Japan Geoscience Union Meeting 2018

Presentation information

[EE] Evening Poster

P (Space and Planetary Sciences) » P-EM Solar-Terrestrial Sciences, Space Electromagnetism & Space Environment

[P-EM16] Dynamics of Earth's Inner Magnetosphere and Initial Results from Arase

Tue. May 22, 2018 5:15 PM - 6:30 PM Poster Hall (International Exhibition Hall7, Makuhari Messe)

convener:Danny Summers(Memorial University of Newfoundland), Yoshizumi Miyoshi(Institute for Space-Earth Environmental Research, Nagoya University), Keisuke Hosokawa(電気通信大学大学院情報理工学研究科, 共同), Yusuke Ebihara(Research Institute for Sustainable Humanosphere, Kyoto University)

[PEM16-P02] Simulation study of the dependence of the whistler-mode chorus generation on properties of energetic electrons in the Earth's inner magnetosphere

*Yuto Katoh1, Yoshiharu Omura2, Yohei Miyake3, Hideyuki Usui3, Hiroshi Nakashima4 (1.Graduate School of Science, Tohoku University, 2.Research Institute for Sustainable Humanosphere, Kyoto University, 3.Graduate School of System Informatics, Kobe University, 4.Academic Center for Computing and Media Studies, Kyoto University)

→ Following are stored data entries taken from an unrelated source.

#![warn(missing_docs)]
//! Transfer-matrix algebra.
//!
//! This module provides a small dense [`Matrix`] type together with the [`MatrixBackend`] trait, which
//! defines the operations needed for composing paraxial transfer matrices (matrix product, matrix-vector
//! product and integer matrix powers). Two backends are available:
//!   - [`NaiveBackend`]: plain row / column loops
//!   - [`NalgebraBackend`]: delegates the products to [`nalgebra`]
//!
//! Both backends share the same error contract. Which one is used is selected by a [`BackendType`], usually
//! taken from the simulator configuration.
use std::{
    fmt::Display,
    ops::{Index, IndexMut},
};

use serde::{Deserialize, Serialize};
use strum::EnumIter;

use crate::error::{CrlError, CrlResult};

pub mod naive;
pub mod nalgebra_backend;

pub use naive::NaiveBackend;
pub use nalgebra_backend::NalgebraBackend;

/// Dense, real-valued matrix stored in row-major order. Serialized as a vector of rows.
#[derive(Clone, Debug, PartialEq, Serialize, Deserialize)]
#[serde(try_from = "Vec<Vec<f64>>", into = "Vec<Vec<f64>>")]
pub struct Matrix {
    rows: usize,
    cols: usize,
    data: Vec<f64>,
}
impl Matrix {
    /// Create a new [`Matrix`] from a vector of rows.
    ///
    /// # Errors
    ///
    /// This function will return an [`CrlError::Dimension`] if
    ///   - no rows or empty rows are given
    ///   - the rows have different lengths
    pub fn new(rows: Vec<Vec<f64>>) -> CrlResult<Self> {
        let nr_of_rows = rows.len();
        let nr_of_cols = rows.first().map_or(0, Vec::len);
        if nr_of_rows == 0 || nr_of_cols == 0 {
            return Err(CrlError::Dimension("matrix must not be empty".into()));
        }
        if rows.iter().any(|row| row.len() != nr_of_cols) {
            return Err(CrlError::Dimension(
                "all rows of a matrix must have the same length".into(),
            ));
        }
        Ok(Self {
            rows: nr_of_rows,
            cols: nr_of_cols,
            data: rows.into_iter().flatten().collect(),
        })
    }
    /// Create a new [`Matrix`] of the given size from row-major data.
    ///
    /// # Errors
    ///
    /// This function will return an [`CrlError::Dimension`] if the size is zero or does not match the length of `data`.
    pub fn from_row_slice(rows: usize, cols: usize, data: &[f64]) -> CrlResult<Self> {
        if rows == 0 || cols == 0 {
            return Err(CrlError::Dimension("matrix must not be empty".into()));
        }
        if data.len() != rows * cols {
            return Err(CrlError::Dimension(format!(
                "{} values given for a {rows} x {cols} matrix",
                data.len()
            )));
        }
        Ok(Self {
            rows,
            cols,
            data: data.to_vec(),
        })
    }
    /// Create a 2 x 2 transfer matrix `[[a, b], [c, d]]`.
    #[must_use]
    pub fn abcd(a: f64, b: f64, c: f64, d: f64) -> Self {
        Self {
            rows: 2,
            cols: 2,
            data: vec![a, b, c, d],
        }
    }
    /// Create a matrix of the given size filled with zeros.
    ///
    /// # Errors
    ///
    /// This function will return an [`CrlError::Dimension`] if `rows` or `cols` is zero.
    pub fn zeros(rows: usize, cols: usize) -> CrlResult<Self> {
        Self::from_row_slice(rows, cols, &vec![0.0; rows * cols])
    }
    /// Create an identity matrix of dimension `size` x `size`.
    ///
    /// # Errors
    ///
    /// This function will return an [`CrlError::Dimension`] if `size` is zero.
    pub fn identity(size: usize) -> CrlResult<Self> {
        let mut m = Self::zeros(size, size)?;
        for i in 0..size {
            m[(i, i)] = 1.0;
        }
        Ok(m)
    }
    /// Returns the number of rows of this [`Matrix`].
    #[must_use]
    pub const fn nrows(&self) -> usize {
        self.rows
    }
    /// Returns the number of columns of this [`Matrix`].
    #[must_use]
    pub const fn ncols(&self) -> usize {
        self.cols
    }
    /// Returns `true` if this [`Matrix`] has as many rows as columns.
    #[must_use]
    pub const fn is_square(&self) -> bool {
        self.rows == self.cols
    }
    /// Returns the matrix elements in row-major order.
    #[must_use]
    pub fn as_slice(&self) -> &[f64] {
        &self.data
    }
    /// Returns a copy of the matrix as vector of rows.
    #[must_use]
    pub fn to_rows(&self) -> Vec<Vec<f64>> {
        self.data.chunks(self.cols).map(<[f64]>::to_vec).collect()
    }
}
impl TryFrom<Vec<Vec<f64>>> for Matrix {
    type Error = CrlError;

    fn try_from(rows: Vec<Vec<f64>>) -> CrlResult<Self> {
        Self::new(rows)
    }
}
impl From<Matrix> for Vec<Vec<f64>> {
    fn from(m: Matrix) -> Self {
        m.to_rows()
    }
}
impl Index<(usize, usize)> for Matrix {
    type Output = f64;

    fn index(&self, (row, col): (usize, usize)) -> &Self::Output {
        &self.data[row * self.cols + col]
    }
}
impl IndexMut<(usize, usize)> for Matrix {
    fn index_mut(&mut self, (row, col): (usize, usize)) -> &mut Self::Output {
        &mut self.data[row * self.cols + col]
    }
}
impl Display for Matrix {
    fn fmt(&self, f: &mut std::fmt::Formatter<'_>) -> std::fmt::Result {
        let rows = self
            .to_rows()
            .iter()
            .map(|row| {
                let values: Vec<String> = row.iter().map(|v| format!("{v}")).collect();
                format!("[{}]", values.join(", "))
            })
            .collect::<Vec<String>>();
        write!(f, "[{}]", rows.join(", "))
    }
}

/// Common interface of all matrix backends.
///
/// Products are checked for matching inner dimensions. The default implementation of [`MatrixBackend::power`]
/// is shared by all backends so that the multiplication order is identical independent of the backend.
pub trait MatrixBackend: Send + Sync {
    /// Multiply matrix `a` by matrix `b` (`a · b`).
    ///
    /// # Errors
    ///
    /// This function will return an [`CrlError::Dimension`] if the number of columns of `a` does not match
    /// the number of rows of `b`.
    fn dot(&self, a: &Matrix, b: &Matrix) -> CrlResult<Matrix>;
    /// Multiply matrix `a` by the (column) vector `b`.
    ///
    /// # Errors
    ///
    /// This function will return an [`CrlError::Dimension`] if the number of columns of `a` does not match
    /// the length of `b`.
    fn dot_vector(&self, a: &Matrix, b: &[f64]) -> CrlResult<Vec<f64>>;
    /// Calculate the integer power `a^n` of a square matrix.
    ///
    /// For `n == 0` the identity matrix of the same size is returned. For `n > 0` the result is accumulated
    /// from the left (`a · (a · (... · a))`).
    ///
    /// # Errors
    ///
    /// This function will return an error if
    ///   - the matrix is not square ([`CrlError::NonSquareMatrix`])
    ///   - the power is negative ([`CrlError::UnsupportedOperation`])
    fn power(&self, a: &Matrix, n: i32) -> CrlResult<Matrix> {
        if !a.is_square() {
            return Err(CrlError::NonSquareMatrix(format!(
                "matrix is not square: {} x {}",
                a.nrows(),
                a.ncols()
            )));
        }
        if n < 0 {
            return Err(CrlError::UnsupportedOperation(format!(
                "negative power <{n}> is not supported for matrix power operation"
            )));
        }
        if n == 0 {
            return Matrix::identity(a.nrows());
        }
        let mut accumulated = a.clone();
        for _ in 1..n {
            accumulated = self.dot(a, &accumulated)?;
        }
        Ok(accumulated)
    }
}

/// Available matrix backends.
#[derive(Clone, Copy, Debug, Default, PartialEq, Eq, Serialize, Deserialize, EnumIter)]
#[serde(rename_all = "lowercase")]
pub enum BackendType {
    /// hand-written loops
    #[default]
    Naive,
    /// products computed by `nalgebra`
    Nalgebra,
}
impl BackendType {
    /// Returns the backend implementation for this [`BackendType`].
    #[must_use]
    pub fn backend(self) -> Box<dyn MatrixBackend> {
        match self {
            Self::Naive => Box::new(NaiveBackend),
            Self::Nalgebra => Box::new(NalgebraBackend),
        }
    }
}
impl Display for BackendType {
    fn fmt(&self, f: &mut std::fmt::Formatter<'_>) -> std::fmt::Result {
        match self {
            Self::Naive => write!(f, "naive"),
            Self::Nalgebra => write!(f, "nalgebra"),
        }
    }
}
impl std::str::FromStr for BackendType {
    type Err = CrlError;

    fn from_str(s: &str) -> CrlResult<Self> {
        match s.to_lowercase().as_str() {
            "naive" => Ok(Self::Naive),
            "nalgebra" => Ok(Self::Nalgebra),
            _ => Err(CrlError::InvalidArgument(format!(
                "unknown matrix backend <{s}>"
            ))),
        }
    }
}
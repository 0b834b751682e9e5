use clap::Parser;
use crlsim::{
    console::{execute, Args},
    error::CrlResult,
};
use env_logger::Env;

fn main() -> CrlResult<()> {
    env_logger::init_from_env(Env::default().default_filter_or("info"));
    //parse CLI arguments and run the subcommand
    let output = execute(Args::parse())?;
    println!("{output}");
    Ok(())
}
#![warn(missing_docs)]
//! Plotting of tabulated optical constants.
use std::path::Path;

use plotters::{
    chart::ChartBuilder,
    coord::Shift,
    prelude::{BitMapBackend, DrawingArea, DrawingBackend, IntoDrawingArea, SVGBackend},
    series::LineSeries,
    style::{BLUE, WHITE},
};

use crate::{
    delta::{Characteristic, DeltaDataset},
    error::{CrlError, CrlResult},
};

/// Size of the generated figures in pixels.
const FIG_SIZE: (u32, u32) = (1000, 600);

/// Drawing backend of a plot, determined by the file extension.
#[derive(Debug, Clone, Copy, PartialEq, Eq)]
pub enum PltBackEnd {
    /// `BitMapBackend`. Used to create .png, .bmp, .jpg
    Bmp,
    /// `SVGBackend`. Used to create .svg
    Svg,
}
impl PltBackEnd {
    /// Select the drawing backend suitable for the given file.
    ///
    /// # Errors
    ///
    /// This function will return an [`CrlError::InvalidArgument`] if the file extension is not supported.
    pub fn from_path(path: &Path) -> CrlResult<Self> {
        let extension = path
            .extension()
            .and_then(|ext| ext.to_str())
            .map(str::to_ascii_lowercase);
        match extension.as_deref() {
            Some("svg") => Ok(Self::Svg),
            Some("png" | "bmp" | "jpg") => Ok(Self::Bmp),
            _ => Err(CrlError::InvalidArgument(format!(
                "unsupported plot file <{}>. Choose \".svg\", \".png\", \".bmp\" or \".jpg\"",
                path.display()
            ))),
        }
    }
}

/// Plot a dataset (value over photon energy) into the given file.
///
/// # Errors
///
/// This function will return an error if
///   - the file extension is not supported ([`CrlError::InvalidArgument`])
///   - the plot cannot be drawn or written ([`CrlError::Console`])
pub fn plot_dataset(
    dataset: &DeltaDataset,
    characteristic: Characteristic,
    path: &Path,
) -> CrlResult<()> {
    match PltBackEnd::from_path(path)? {
        PltBackEnd::Bmp => {
            let root = BitMapBackend::new(path, FIG_SIZE).into_drawing_area();
            draw(&root, dataset, characteristic)
        }
        PltBackEnd::Svg => {
            let root = SVGBackend::new(path, FIG_SIZE).into_drawing_area();
            draw(&root, dataset, characteristic)
        }
    }
}

fn draw<T: DrawingBackend>(
    root: &DrawingArea<T, Shift>,
    dataset: &DeltaDataset,
    characteristic: Characteristic,
) -> CrlResult<()> {
    let plot_err = |e: &dyn std::fmt::Display| CrlError::Console(format!("plotting failed: {e}"));
    root.fill(&WHITE).map_err(|e| plot_err(&e))?;
    let scale = characteristic.scale();
    let energies = dataset.energy_range();
    let (min, max) = dataset
        .samples()
        .iter()
        .map(|(_, value)| value * scale)
        .fold((f64::INFINITY, f64::NEG_INFINITY), |(min, max), v| {
            (min.min(v), max.max(v))
        });
    let (x_start, x_end) = if energies.end() > energies.start() {
        (*energies.start(), *energies.end())
    } else {
        (energies.start() - 1.0, energies.end() + 1.0)
    };
    let margin = if max > min { 0.05 * (max - min) } else { max.abs().max(1e-12) };
    let mut chart = ChartBuilder::on(root)
        .caption(format!("{characteristic} vs. energy"), ("sans-serif", 24))
        .margin(10)
        .x_label_area_size(40)
        .y_label_area_size(90)
        .build_cartesian_2d(
            x_start..x_end,
            (min - margin)..(max + margin),
        )
        .map_err(|e| plot_err(&e))?;
    chart
        .configure_mesh()
        .x_desc("energy (eV)")
        .y_desc(characteristic.to_string())
        .y_label_formatter(&|v| format!("{v:.2e}"))
        .draw()
        .map_err(|e| plot_err(&e))?;
    chart
        .draw_series(LineSeries::new(
            dataset
                .samples()
                .iter()
                .map(|(energy, value)| (*energy, value * scale)),
            &BLUE,
        ))
        .map_err(|e| plot_err(&e))?;
    root.present().map_err(|e| plot_err(&e))
}

#[cfg(test)]
mod test {
    use super::*;
    use assert_matches::assert_matches;
    use tempfile::tempdir;
    #[test]
    fn backend_from_path() {
        assert_eq!(
            PltBackEnd::from_path(Path::new("delta.svg")).unwrap(),
            PltBackEnd::Svg
        );
        assert_eq!(
            PltBackEnd::from_path(Path::new("delta.PNG")).unwrap(),
            PltBackEnd::Bmp
        );
        assert_matches!(
            PltBackEnd::from_path(Path::new("delta.pdf")),
            Err(CrlError::InvalidArgument(_))
        );
        assert_matches!(
            PltBackEnd::from_path(Path::new("delta")),
            Err(CrlError::InvalidArgument(_))
        );
    }
    #[test]
    fn plot_wrong_extension() {
        let dataset = DeltaDataset::new(vec![(1000.0, 3.4e-4), (2000.0, 8.5e-5)]).unwrap();
        assert_matches!(
            plot_dataset(&dataset, Characteristic::Delta, Path::new("delta.txt")),
            Err(CrlError::InvalidArgument(_))
        );
    }
    #[test]
    fn plot_svg() {
        let dataset =
            DeltaDataset::new(vec![(1000.0, 3.4e-4), (2000.0, 8.5e-5), (3000.0, 3.8e-5)]).unwrap();
        let dir = tempdir().unwrap();
        let path = dir.path().join("delta.svg");
        plot_dataset(&dataset, Characteristic::Delta, &path).unwrap();
        let contents = std::fs::read_to_string(&path).unwrap();
        assert!(contents.contains("<svg"));
        let path = dir.path().join("atten.svg");
        plot_dataset(&dataset, Characteristic::Atten, &path).unwrap();
        assert!(path.exists());
    }
    #[test]
    fn plot_single_sample() {
        let dataset = DeltaDataset::new(vec![(1000.0, 3.4e-4)]).unwrap();
        let dir = tempdir().unwrap();
        let path = dir.path().join("single.svg");
        plot_dataset(&dataset, Characteristic::Delta, &path).unwrap();
        assert!(path.exists());
    }
}
//! Embedding Cache
//!
//! Shared, parent-owned cache keyed by the SHA-256 fingerprint of a chunk's
//! embedding text. Eviction is a scored LRU: when utilization passes the
//! threshold, the bottom share by `(now - last_accessed) / (hit_count + 1)`
//! is dropped (a higher score means staler and less reused). Eviction is
//! guarded by a single-writer flag so overlapping eviction calls coalesce
//! into one.

use std::collections::HashMap;
use std::time::{SystemTime, UNIX_EPOCH};

use serde::{Deserialize, Serialize};
use tracing::debug;

/// Cache sizing and eviction policy.
#[derive(Debug, Clone, Serialize, Deserialize)]
pub struct CacheConfig {
    pub max_entries: usize,
    /// Utilization fraction that triggers eviction
    pub eviction_threshold: f64,
    /// Fraction of entries dropped per eviction
    pub eviction_percentage: f64,
}

impl Default for CacheConfig {
    fn default() -> Self {
        Self {
            max_entries: 50_000,
            eviction_threshold: 0.8,
            eviction_percentage: 0.2,
        }
    }
}

/// One cached embedding with access bookkeeping.
#[derive(Debug, Clone)]
pub struct CacheEntry {
    pub embedding: Vec<f32>,
    pub hit_count: u64,
    pub last_accessed: u64,
    pub created_at: u64,
}

/// Cumulative cache counters.
#[derive(Debug, Clone, Copy, Default, PartialEq, Eq, Serialize, Deserialize)]
pub struct CacheStats {
    pub hits: u64,
    pub misses: u64,
    pub evictions: u64,
    pub insertions: u64,
}

impl CacheStats {
    pub fn hit_rate(&self) -> f64 {
        let total = self.hits + self.misses;
        if total == 0 {
            0.0
        } else {
            self.hits as f64 / total as f64
        }
    }
}

/// Fingerprint-keyed embedding cache. Owned by the pool parent; only the
/// parent mutates it.
#[derive(Debug)]
pub struct EmbeddingCache {
    entries: HashMap<String, CacheEntry>,
    config: CacheConfig,
    stats: CacheStats,
    /// Single-writer eviction flag: set while an eviction runs so that
    /// re-entrant calls coalesce
    evicting: bool,
}

fn now_ms() -> u64 {
    SystemTime::now()
        .duration_since(UNIX_EPOCH)
        .map(|d| d.as_millis() as u64)
        .unwrap_or(0)
}

impl EmbeddingCache {
    pub fn new(config: CacheConfig) -> Self {
        Self {
            entries: HashMap::new(),
            config,
            stats: CacheStats::default(),
            evicting: false,
        }
    }

    pub fn len(&self) -> usize {
        self.entries.len()
    }

    pub fn is_empty(&self) -> bool {
        self.entries.is_empty()
    }

    pub fn stats(&self) -> CacheStats {
        self.stats
    }

    /// Look up a fingerprint, updating access bookkeeping on a hit.
    pub fn get(&mut self, fingerprint: &str) -> Option<Vec<f32>> {
        match self.entries.get_mut(fingerprint) {
            Some(entry) => {
                entry.hit_count += 1;
                entry.last_accessed = now_ms();
                self.stats.hits += 1;
                Some(entry.embedding.clone())
            }
            None => {
                self.stats.misses += 1;
                None
            }
        }
    }

    /// Peek without counting a hit or miss.
    pub fn contains(&self, fingerprint: &str) -> bool {
        self.entries.contains_key(fingerprint)
    }

    /// Insert an embedding, evicting first when over the threshold.
    pub fn insert(&mut self, fingerprint: String, embedding: Vec<f32>) {
        self.maybe_evict();
        let now = now_ms();
        self.entries.insert(
            fingerprint,
            CacheEntry {
                embedding,
                hit_count: 0,
                last_accessed: now,
                created_at: now,
            },
        );
        self.stats.insertions += 1;
    }

    /// Drop everything. Called on pool shutdown.
    pub fn clear(&mut self) {
        self.entries.clear();
    }

    /// Evict the bottom share by LRU score when utilization exceeds the
    /// threshold. Returns how many entries were dropped.
    pub fn maybe_evict(&mut self) -> usize {
        let threshold =
            (self.config.max_entries as f64 * self.config.eviction_threshold) as usize;
        if self.entries.len() <= threshold || self.evicting {
            return 0;
        }
        self.evicting = true;

        let now = now_ms();
        let mut scored: Vec<(String, f64, u64)> = self
            .entries
            .iter()
            .map(|(key, entry)| {
                let age = now.saturating_sub(entry.last_accessed) as f64;
                (
                    key.clone(),
                    age / (entry.hit_count as f64 + 1.0),
                    entry.hit_count,
                )
            })
            .collect();
        // Highest score = least valuable, evicted first; score ties fall
        // back to fewest hits, then key for determinism.
        scored.sort_by(|a, b| {
            b.1.partial_cmp(&a.1)
                .unwrap_or(std::cmp::Ordering::Equal)
                .then_with(|| a.2.cmp(&b.2))
                .then_with(|| a.0.cmp(&b.0))
        });

        let drop_count =
            ((self.entries.len() as f64) * self.config.eviction_percentage).ceil() as usize;
        for (key, _, _) in scored.into_iter().take(drop_count) {
            self.entries.remove(&key);
        }

        self.stats.evictions += drop_count as u64;
        debug!(
            "Evicted {} cache entries ({} remain)",
            drop_count,
            self.entries.len()
        );
        self.evicting = false;
        drop_count
    }
}

#[cfg(test)]
mod tests {
    use super::*;

    fn small_cache() -> EmbeddingCache {
        EmbeddingCache::new(CacheConfig {
            max_entries: 10,
            eviction_threshold: 0.8,
            eviction_percentage: 0.2,
        })
    }

    #[test]
    fn test_miss_then_hit() {
        let mut cache = small_cache();
        assert!(cache.get("fp1").is_none());
        cache.insert("fp1".into(), vec![1.0, 2.0]);
        assert_eq!(cache.get("fp1"), Some(vec![1.0, 2.0]));

        let stats = cache.stats();
        assert_eq!(stats.hits, 1);
        assert_eq!(stats.misses, 1);
        assert!((stats.hit_rate() - 0.5).abs() < 1e-9);
    }

    #[test]
    fn test_eviction_at_threshold() {
        let mut cache = small_cache();
        // Threshold is 8 of 10; the insertion finding 9 live entries evicts.
        for i in 0..10 {
            cache.insert(format!("fp{}", i), vec![i as f32]);
        }
        assert!(cache.stats().evictions > 0);
        assert!(cache.len() <= 9);
    }

    #[test]
    fn test_eviction_prefers_unused_entries() {
        let mut cache = small_cache();
        for i in 0..9 {
            cache.insert(format!("fp{}", i), vec![i as f32]);
        }
        // Touch fp0..fp5 so fp6..fp8 carry zero hits.
        for i in 0..6 {
            cache.get(&format!("fp{}", i));
        }
        // Crossing the threshold evicts the untouched entries first.
        cache.insert("fp9".into(), vec![9.0]);

        for i in 0..6 {
            assert!(cache.contains(&format!("fp{}", i)), "fp{} evicted", i);
        }
        assert!(cache.stats().evictions > 0);
    }

    #[test]
    fn test_clear() {
        let mut cache = small_cache();
        cache.insert("fp".into(), vec![1.0]);
        cache.clear();
        assert!(cache.is_empty());
    }

    #[test]
    fn test_no_eviction_below_threshold() {
        let mut cache = small_cache();
        for i in 0..5 {
            cache.insert(format!("fp{}", i), vec![i as f32]);
        }
        assert_eq!(cache.stats().evictions, 0);
        assert_eq!(cache.len(), 5);
    }
}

Keywords:whistler-mode chorus, numerical experiments, inner magnetosphere

By a series of self-consistent electron hybrid code simulations, we study the dependence of the generation process of whistler-mode chorus emissions on the properties of the velocity distribution function of energetic electrons. In particular, in the present study, we focus on the temperature anisotropy and density of energetic electrons in the Earth's inner magnetosphere. We use the same magnetic field gradient in the simulation system and different temperature anisotropy AT for the initial distribution of energetic electrons at the magnetic equator. We conduct 6 sets of simulations for different AT from 4 to 9, changing the initial number density Nh of energetic electrons at the equator in each set of simulations. By analyzing the spectra obtained in the simulation results, we identify chorus elements with rising tones in the results for higher Nh but no distinct chorus in smaller Nh. We compare the simulation results with estimations of the threshold and optimum amplitude proposed by the nonlinear wave growth theory. We find that the chorus generation processes reproduced in the simulation results are consistently explained by the theoretical estimates. We also compare the simulation results with linear growth rates for all simulation runs. We find clear disagreement between the spectral characteristics of reproduced chorus and the predictions by the linear theory. The present study clarifies that the spectra of chorus are essentially different from those predicted by the linear theory and are determined fully by nonlinear processes of wave-particle interactions in the chorus generation region.